I'm a bit of a newbie... I thought keeping fish was easy until I started and am now learning something new everyday!

At the moment I've got a goldfish tank with three small Comet (I think) goldfish, and have also set up a shrimp tank. I started off with 2 Amano shrimp and have since added 6 red cherry shrimp and ten white cloud minnows (all approved by my local aquarium guy who seems really good). They've all been living happily together for the past few weeks and have never shown the slightest interest in each other. 

I went to Pets at Home yesterday and saw some different kind of shrimp in one of the tanks and asked what they were. The girl looked at the sign told me they were Yamato shrimp, which I believe are Amano shrimp but under a different name. I have to say I didn't believe her as they look quite different to the shrimp I already had, although I am new so I could be very wrong. I asked if they would be ok with my other shrimp and she said yes. So I bought two and introduced them into my tank, fed them and everything seemed to be ok. After doing a bit of research, especially using this site (www.ukshrimp.co.uk) I think they are actually American ghost shrimp or glass shrimp, but thought that they should be ok. 

However, 3 hours after putting them into my tank, I found one of them happily munching on one of my poor little red cherry shrimp!! Is this normal?
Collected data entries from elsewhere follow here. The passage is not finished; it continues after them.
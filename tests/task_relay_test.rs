//! Task update relay over the socket

mod common;

use common::*;
use pretty_assertions::assert_eq;
use serde_json::json;
use teamhub::backend::tasks::db::create_task;
use teamhub::shared::ServerEvent;
use uuid::Uuid;

fn is_task_event(event: &ServerEvent) -> bool {
    matches!(event, ServerEvent::TaskUpdated { .. } | ServerEvent::TaskError { .. })
}

#[tokio::test]
async fn test_update_reaches_assignees_only() {
    let server = TestServer::start().await;
    let groups = seed_workspace_with_project(&server.pool).await;
    let manager = seed_user(&server.pool, "manager").await;
    let alice = seed_user(&server.pool, "alice").await;
    let bob = seed_user(&server.pool, "bob").await;
    let task = create_task(&server.pool, groups.project, "Write launch post", &[alice.id])
        .await
        .unwrap();

    let mut manager_client = server.connect(&manager).await;
    let mut alice_phone = server.connect(&alice).await;
    let mut alice_laptop = server.connect(&alice).await;
    let mut bob_client = server.connect(&bob).await;

    let update = json!({ "status": "done" });
    let ack = manager_client
        .request("taskUpdate", json!({ "taskId": task.id, "update": update }))
        .await;
    assert!(ack.success);
    assert_eq!(ack.data, Some(json!({ "recipients": 2 })));

    let expected = ServerEvent::TaskUpdated {
        message: "Task \"Write launch post\" was updated".to_string(),
        update,
    };
    assert_eq!(alice_phone.recv_until(is_task_event).await, expected);
    assert_eq!(alice_laptop.recv_until(is_task_event).await, expected);
    assert!(!bob_client.drain().await.iter().any(is_task_event));
    assert!(!manager_client.drain().await.iter().any(is_task_event));
}

#[tokio::test]
async fn test_unknown_task_reports_to_origin_only() {
    let server = TestServer::start().await;
    let alice = seed_user(&server.pool, "alice").await;
    let bob = seed_user(&server.pool, "bob").await;
    let mut alice_client = server.connect(&alice).await;
    let mut bob_client = server.connect(&bob).await;

    alice_client
        .emit("taskUpdate", json!({ "taskId": Uuid::new_v4(), "update": {} }))
        .await;

    let event = alice_client.recv_until(is_task_event).await;
    assert_eq!(
        event,
        ServerEvent::TaskError {
            message: "Task not found".to_string()
        }
    );

    // no generic error event on top of taskError
    let rest = alice_client.drain().await;
    assert!(!rest.iter().any(|e| matches!(e, ServerEvent::Error { .. })));
    assert!(!bob_client.drain().await.iter().any(is_task_event));
}

#[tokio::test]
async fn test_unassigned_task_notifies_nobody() {
    let server = TestServer::start().await;
    let groups = seed_workspace_with_project(&server.pool).await;
    let alice = seed_user(&server.pool, "alice").await;
    let task = create_task(&server.pool, groups.project, "Backlog item", &[])
        .await
        .unwrap();
    let mut client = server.connect(&alice).await;

    let ack = client
        .request("taskUpdate", json!({ "taskId": task.id, "update": { "title": "x" } }))
        .await;
    assert!(ack.success);
    assert_eq!(ack.data, Some(json!({ "recipients": 0 })));
}
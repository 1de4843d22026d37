/**
 * Socket Event Protocol
 *
 * Every socket frame is a JSON text frame shaped as
 * `{"event": <name>, "data": <payload>, "ackId": <number>}`.
 *
 * Inbound frames may carry an `ackId`; the server answers such frames with
 * an `ack` event carrying the same id, sent only to the originating
 * connection. Broadcast events never carry an ack id.
 */
use chrono::{DateTime, Utc};
use serde::{Deserialize, Serialize};
use serde_json::Value;
use uuid::Uuid;

use crate::shared::error::SharedError;
use crate::shared::message::{timestamp_now, Attachment, Destination, Message, MessageKind};

/// Status broadcast when a user's first connection opens
pub const STATUS_ONLINE: &str = "online";
/// Status broadcast when a user's last connection closes
pub const STATUS_OFFLINE: &str = "offline";
/// Longest custom status accepted from `setStatus`
pub const MAX_STATUS_LEN: usize = 64;

/// Raw inbound frame before the payload is decoded
#[derive(Debug, Clone, Serialize, Deserialize, PartialEq)]
#[serde(rename_all = "camelCase")]
pub struct ClientFrame {
    pub event: String,
    #[serde(default)]
    pub data: Value,
    #[serde(default, skip_serializing_if = "Option::is_none")]
    pub ack_id: Option<u64>,
}

impl ClientFrame {
    pub fn parse(text: &str) -> Result<Self, SharedError> {
        Ok(serde_json::from_str(text)?)
    }

    /// Decode the payload into a typed event, returning the ack id alongside
    pub fn into_event(self) -> Result<(Option<u64>, ClientEvent), SharedError> {
        if !ClientEvent::NAMES.contains(&self.event.as_str()) {
            return Err(SharedError::protocol(format!("unknown event '{}'", self.event)));
        }
        let ack_id = self.ack_id;
        let event = serde_json::from_value(serde_json::json!({
            "event": self.event,
            "data": self.data,
        }))?;
        Ok((ack_id, event))
    }
}

/// Attachment descriptor as sent by a client
///
/// The uploader is always the sending user; a missing upload time defaults
/// to the moment the message is accepted.
#[derive(Debug, Clone, Serialize, Deserialize, PartialEq, Eq)]
#[serde(rename_all = "camelCase")]
pub struct AttachmentInput {
    pub filename: String,
    pub url: String,
    pub content_type: String,
    pub size: u64,
    #[serde(default)]
    pub uploaded_at: Option<DateTime<Utc>>,
}

impl AttachmentInput {
    pub fn into_attachment(self, uploader: Uuid) -> Attachment {
        use chrono::SubsecRound;
        Attachment {
            filename: self.filename,
            url: self.url,
            content_type: self.content_type,
            size: self.size,
            uploader,
            uploaded_at: self
                .uploaded_at
                .map(|t| t.trunc_subsecs(3))
                .unwrap_or_else(timestamp_now),
        }
    }
}

#[derive(Debug, Clone, Serialize, Deserialize, PartialEq)]
#[serde(rename_all = "camelCase")]
pub struct TaskUpdateRequest {
    pub task_id: Uuid,
    #[serde(default)]
    pub update: Value,
}

#[derive(Debug, Clone, Serialize, Deserialize, PartialEq, Eq)]
pub struct SetStatusRequest {
    pub status: String,
}

#[derive(Debug, Clone, Serialize, Deserialize, PartialEq, Eq)]
#[serde(rename_all = "camelCase")]
pub struct SendPersonalMessageRequest {
    pub receiver_id: Uuid,
    #[serde(default)]
    pub content: String,
    #[serde(default)]
    pub attachments: Vec<AttachmentInput>,
}

#[derive(Debug, Clone, Serialize, Deserialize, PartialEq, Eq)]
#[serde(rename_all = "camelCase")]
pub struct SendProjectMessageRequest {
    pub project_id: Uuid,
    #[serde(default)]
    pub content: String,
    #[serde(default)]
    pub attachments: Vec<AttachmentInput>,
}

#[derive(Debug, Clone, Serialize, Deserialize, PartialEq, Eq)]
#[serde(rename_all = "camelCase")]
pub struct SendWorkspaceMessageRequest {
    pub workspace_id: Uuid,
    #[serde(default)]
    pub content: String,
    #[serde(default)]
    pub attachments: Vec<AttachmentInput>,
}

#[derive(Debug, Clone, Serialize, Deserialize, PartialEq, Eq)]
#[serde(rename_all = "camelCase")]
pub struct TypingRequest {
    #[serde(default)]
    pub receiver_id: Option<Uuid>,
    #[serde(default)]
    pub project_id: Option<Uuid>,
    #[serde(default)]
    pub workspace_id: Option<Uuid>,
    pub is_typing: bool,
}

impl TypingRequest {
    /// First present of receiver, project, workspace
    pub fn destination(&self) -> Option<Destination> {
        if let Some(receiver) = self.receiver_id {
            return Some(Destination::Personal { receiver });
        }
        if let Some(project) = self.project_id {
            return Some(Destination::Project { project });
        }
        self.workspace_id
            .map(|workspace| Destination::Workspace { workspace })
    }
}

#[derive(Debug, Clone, Serialize, Deserialize, PartialEq, Eq)]
#[serde(rename_all = "camelCase")]
pub struct MarkMessageReadRequest {
    pub message_id: Uuid,
}

/// Events a client may emit
#[derive(Debug, Clone, Serialize, Deserialize, PartialEq)]
#[serde(tag = "event", content = "data", rename_all = "camelCase")]
pub enum ClientEvent {
    TaskUpdate(TaskUpdateRequest),
    SetStatus(SetStatusRequest),
    SendPersonalMessage(SendPersonalMessageRequest),
    SendProjectMessage(SendProjectMessageRequest),
    SendWorkspaceMessage(SendWorkspaceMessageRequest),
    Typing(TypingRequest),
    MarkMessageRead(MarkMessageReadRequest),
}

impl ClientEvent {
    pub const NAMES: [&'static str; 7] = [
        "taskUpdate",
        "setStatus",
        "sendPersonalMessage",
        "sendProjectMessage",
        "sendWorkspaceMessage",
        "typing",
        "markMessageRead",
    ];

    pub fn name(&self) -> &'static str {
        match self {
            ClientEvent::TaskUpdate(_) => "taskUpdate",
            ClientEvent::SetStatus(_) => "setStatus",
            ClientEvent::SendPersonalMessage(_) => "sendPersonalMessage",
            ClientEvent::SendProjectMessage(_) => "sendProjectMessage",
            ClientEvent::SendWorkspaceMessage(_) => "sendWorkspaceMessage",
            ClientEvent::Typing(_) => "typing",
            ClientEvent::MarkMessageRead(_) => "markMessageRead",
        }
    }
}

/// Reply to an inbound frame that carried an `ackId`
#[derive(Debug, Clone, Serialize, Deserialize, PartialEq)]
#[serde(rename_all = "camelCase")]
pub struct Ack {
    #[serde(default, skip_serializing_if = "Option::is_none")]
    pub ack_id: Option<u64>,
    pub success: bool,
    #[serde(default, skip_serializing_if = "Option::is_none")]
    pub data: Option<Value>,
    #[serde(default, skip_serializing_if = "Option::is_none")]
    pub error: Option<String>,
}

impl Ack {
    pub fn ok(ack_id: Option<u64>, data: Value) -> Self {
        Self {
            ack_id,
            success: true,
            data: Some(data),
            error: None,
        }
    }

    pub fn err(ack_id: Option<u64>, error: impl Into<String>) -> Self {
        Self {
            ack_id,
            success: false,
            data: None,
            error: Some(error.into()),
        }
    }
}

/// Events the server pushes to clients
#[derive(Debug, Clone, Serialize, Deserialize, PartialEq)]
#[serde(tag = "event", content = "data", rename_all = "camelCase")]
pub enum ServerEvent {
    /// Sent once rooms are joined and presence is registered
    #[serde(rename_all = "camelCase")]
    Connected {
        user_id: Uuid,
        rooms: Vec<String>,
        online_users: Vec<Uuid>,
    },
    #[serde(rename_all = "camelCase")]
    UserStatusChanged { user_id: Uuid, status: String },
    TaskUpdated { message: String, update: Value },
    TaskError { message: String },
    NewPersonalMessage(Message),
    NewProjectMessage(Message),
    NewWorkspaceMessage(Message),
    #[serde(rename_all = "camelCase")]
    UserTyping { user_id: Uuid, is_typing: bool },
    Ack(Ack),
    Error { message: String },
}

impl ServerEvent {
    /// Wrap a message in the broadcast event matching its class
    pub fn new_message(message: Message) -> Self {
        match message.kind() {
            MessageKind::Personal => ServerEvent::NewPersonalMessage(message),
            MessageKind::Project => ServerEvent::NewProjectMessage(message),
            MessageKind::Workspace => ServerEvent::NewWorkspaceMessage(message),
        }
    }

    pub fn name(&self) -> &'static str {
        match self {
            ServerEvent::Connected { .. } => "connected",
            ServerEvent::UserStatusChanged { .. } => "userStatusChanged",
            ServerEvent::TaskUpdated { .. } => "taskUpdated",
            ServerEvent::TaskError { .. } => "taskError",
            ServerEvent::NewPersonalMessage(_) => "newPersonalMessage",
            ServerEvent::NewProjectMessage(_) => "newProjectMessage",
            ServerEvent::NewWorkspaceMessage(_) => "newWorkspaceMessage",
            ServerEvent::UserTyping { .. } => "userTyping",
            ServerEvent::Ack(_) => "ack",
            ServerEvent::Error { .. } => "error",
        }
    }

    pub fn to_text(&self) -> Result<String, SharedError> {
        Ok(serde_json::to_string(self)?)
    }
}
I've now moved these two newbies into my goldfish tank (there are plenty of small hiding places and shrubbery for them to lurk in and they're way bigger than anything that could fit into the fishes' mouths so thought this would be ok in the short term!). Is there any possibility that this was a one off event? I'm not keen to put them back in with the shrimps, but am now wondering what to do with them. Any advice? Apologies if any of this is well known, I am still a novice and learning as I go on!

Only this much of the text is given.